→ **WHAT YOU HAVE TO DO**: Your answer must be an exact copy of the lines from the one holding "impl From<H256> for" through the last line of the entries below, with nothing added.

→ **DATA RECORDS**:
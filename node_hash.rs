//! Child references: either a 32-byte Keccak hash of a node's RLP encoding,
//! or the RLP encoding itself when it is shorter than 32 bytes (an "inline"
//! or "embedded" child, see spec §3 "Child reference").

use ethereum_types::H256;
use sha3::{Digest, Keccak256};
use smallvec::SmallVec;

use crate::error::TrieError;

/// Below this many bytes an RLP-encoded node is embedded directly as a
/// child reference rather than hashed; the root of a trie is always hashed
/// regardless of its encoded size.
pub const INLINE_THRESHOLD: usize = 32;

/// A reference to a child (or root) node: either its content hash, or the
/// node's own encoding when that encoding is under [`INLINE_THRESHOLD`]
/// bytes.
#[derive(Debug, Clone, PartialEq, Eq)]
pub enum NodeHash {
    Hashed(H256),
    Inline(SmallVec<[u8; 31]>),
}

impl NodeHash {
    /// Hashes or embeds `encoded` depending on its length. `force_hash`
    /// must be set for the trie root, which is always addressed by hash.
    pub fn from_encoded(encoded: &[u8], force_hash: bool) -> Self {
        if !force_hash && encoded.len() < INLINE_THRESHOLD {
            NodeHash::Inline(SmallVec::from_slice(encoded))
        } else {
            NodeHash::Hashed(keccak(encoded))
        }
    }

    pub fn is_inline(&self) -> bool {
        matches!(self, NodeHash::Inline(_))
    }

    /// The 32-byte hash, if this is a [`NodeHash::Hashed`] reference.
    pub fn as_hash(&self) -> Option<H256> {
        match self {
            NodeHash::Hashed(hash) => Some(*hash),
            NodeHash::Inline(_) => None,
        }
    }

    /// The raw bytes used to address this node in the backing store: the
    /// hash bytes if hashed, or the inline encoding itself.
    pub fn as_store_key(&self) -> &[u8] {
        match self {
            NodeHash::Hashed(hash) => hash.as_bytes(),
            NodeHash::Inline(bytes) => bytes,
        }
    }

    /// Decodes the RLP item produced when a child reference sits inside a
    /// parent node's encoding: a 32-byte string is a hash, anything shorter
    /// is an inline node encoding, and anything else is malformed.
    pub fn decode_child(rlp: &[u8]) -> Result<Self, TrieError> {
        match rlp.len() {
            32 => Ok(NodeHash::Hashed(H256::from_slice(rlp))),
            0..=31 => Ok(NodeHash::Inline(SmallVec::from_slice(rlp))),
            other => Err(TrieError::InvalidHashLength(other)),
        }
    }
}

impl From<H256> for NodeHash {
    fn from(hash: H256) -> Self {
        NodeHash::Hashed(hash)
    }
}

pub fn keccak(data: &[u8]) -> H256 {
    H256::from_slice(Keccak256::new().chain_update(data).finalize().as_slice())
}

#[cfg(test)]
mod tests {
    use super::*;

    #[test]
    fn short_encoding_is_inline() {
        let encoded = vec![1, 2, 3];
        assert!(matches!(
            NodeHash::from_encoded(&encoded, false),
            NodeHash::Inline(_)
        ));
    }

    #[test]
    fn long_encoding_is_hashed() {
        let encoded = vec![0u8; 64];
        assert!(matches!(
            NodeHash::from_encoded(&encoded, false),
            NodeHash::Hashed(_)
        ));
    }

    #[test]
    fn root_is_always_hashed() {
        let encoded = vec![1, 2, 3];
        assert!(matches!(
            NodeHash::from_encoded(&encoded, true),
            NodeHash::Hashed(_)
        ));
    }

    #[test]
    fn decode_child_rejects_bad_length() {
        let bad = vec![0u8; 40];
        assert!(matches!(
            NodeHash::decode_child(&bad),
            Err(TrieError::InvalidHashLength(40))
        ));
    }
}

→ **EXERCISE OUTPUT**:
impl From<H256> for NodeHash {
    fn from(hash: H256) -> Self {
        NodeHash::Hashed(hash)
    }
}

pub fn keccak(data: &[u8]) -> H256 {
    H256::from_slice(Keccak256::new().chain_update(data).finalize().as_slice())
}

#[cfg(test)]
mod tests {
    use super::*;

    #[test]
    fn short_encoding_is_inline() {
        let encoded = vec![1, 2, 3];
        assert!(matches!(
            NodeHash::from_encoded(&encoded, false),
            NodeHash::Inline(_)
        ));
    }

    #[test]
    fn long_encoding_is_hashed() {
        let encoded = vec![0u8; 64];
        assert!(matches!(
            NodeHash::from_encoded(&encoded, false),
            NodeHash::Hashed(_)
        ));
    }

    #[test]
    fn root_is_always_hashed() {
        let encoded = vec![1, 2, 3];
        assert!(matches!(
            NodeHash::from_encoded(&encoded, true),
            NodeHash::Hashed(_)
        ));
    }

    #[test]
    fn decode_child_rejects_bad_length() {
        let bad = vec![0u8; 40];
        assert!(matches!(
            NodeHash::decode_child(&bad),
            Err(TrieError::InvalidHashLength(40))
        ));
    }
}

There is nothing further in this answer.